A próxima cena ilustra o tédio do ostensivo palácio. A jovem moça que vê sua juventude substituída por gigantescos quebra-cabeças, fadada ao ócio e a solidão de um palácio gelado. A preocupação com a opinião pública é uma constante na vida do protagonista. A decepção de perder um amor suscita opiniões negativas, e deixam nas entrelinhas uma preocupação que nada tinha a ver com o amor, mas com o simples fato de perder. Os antigos amigos de Kane apresentam um aspecto decadente, pessoas que eventualmente foram descartadas. Alexandra, por exemplo, perdeu todo o seu dinheiro e sucesso. O Sr. Leland estava internado.

A próxima cena retrata o momento sublime, em que o protagonista revela sua vulnerabilidade. No reflexo de seu rosto no espelho, nota-se que escorrem lágrimas em seus olhos, e sua boca pronuncia o enigma: “Rosebud”. Dentre os objetos e utensílios de seu palácio, em meio a estátuas e quebra-cabeças de seu excêntrico universo palaciano, o quebra-cabeças termina inconcluso para os jornalistas. Falta uma peça. Quiçá a crucial.

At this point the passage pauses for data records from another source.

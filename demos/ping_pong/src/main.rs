//! A minimal demo: two tasks trade a token back and forth over a pair of
//! binary semaphores, tracing each handoff through `log`. Run with
//! `RUST_LOG=trace` to watch the scheduler's decisions, `RUST_LOG=info` for
//! just the volley count.
use std::sync::atomic::{AtomicUsize, Ordering};
use std::sync::mpsc;
use std::sync::Mutex as StdMutex;
use std::time::Duration;

use log::info;

use rt_kernel::clock::INFINITE;
use rt_kernel::sync::Semaphore;
use rt_kernel::task::{self, TaskCb};
use rt_kernel_sim::{Clock, SimPort};

static SEM_PING: Semaphore = Semaphore::new(1, 1);
static SEM_PONG: Semaphore = Semaphore::new(0, 1);
static VOLLEYS: AtomicUsize = AtomicUsize::new(0);
const TARGET: usize = 10;

static DONE_TX: StdMutex<Option<mpsc::Sender<()>>> = StdMutex::new(None);

static PING: TaskCb = TaskCb::new("ping", 10, ping_entry, 0);
static PONG: TaskCb = TaskCb::new("pong", 10, pong_entry, 0);

fn ping_entry(_arg: usize) {
    loop {
        SEM_PING.wait(INFINITE).unwrap();
        let n = VOLLEYS.fetch_add(1, Ordering::SeqCst) + 1;
        info!("ping: volley {n}");
        if n >= TARGET {
            if let Some(tx) = DONE_TX.lock().unwrap().take() {
                let _ = tx.send(());
            }
            return;
        }
        SEM_PONG.signal().unwrap();
    }
}

fn pong_entry(_arg: usize) {
    loop {
        SEM_PONG.wait(INFINITE).unwrap();
        let n = VOLLEYS.fetch_add(1, Ordering::SeqCst) + 1;
        info!("pong: volley {n}");
        SEM_PING.signal().unwrap();
    }
}

fn main() {
    env_logger::init();
    let (tx, rx) = mpsc::channel();
    *DONE_TX.lock().unwrap() = Some(tx);

    let port = SimPort::new(Clock::Periodic(Duration::from_millis(1)));
    port.install();
    port.spawn(&PING);
    port.spawn(&PONG);
    task::start(&PING);
    task::start(&PONG);

    rx.recv_timeout(Duration::from_secs(5))
        .expect("ping-pong demo stalled");
    info!("done after {} volleys", VOLLEYS.load(Ordering::SeqCst));
}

Mas Orson Wells o revela para o espectador em sua cena final: a palavra aparece inscrita em seu antigo trenó à revelia de um nostálgico clamor pelos tempos em que ainda era autêntico.
[1].

[1] “Eu sou um americano. Sempre fui um americano”

2 comentários:

Fanba Bara O disse...

Mas Marina, você contou o final do filme ...

Marina disse...

Grandessíssima surpresa! Pra 1941. É um clássico. Mas será que faria sentido que a resenha deixasse em aberto a chave apresentada por Wells? Pode ser...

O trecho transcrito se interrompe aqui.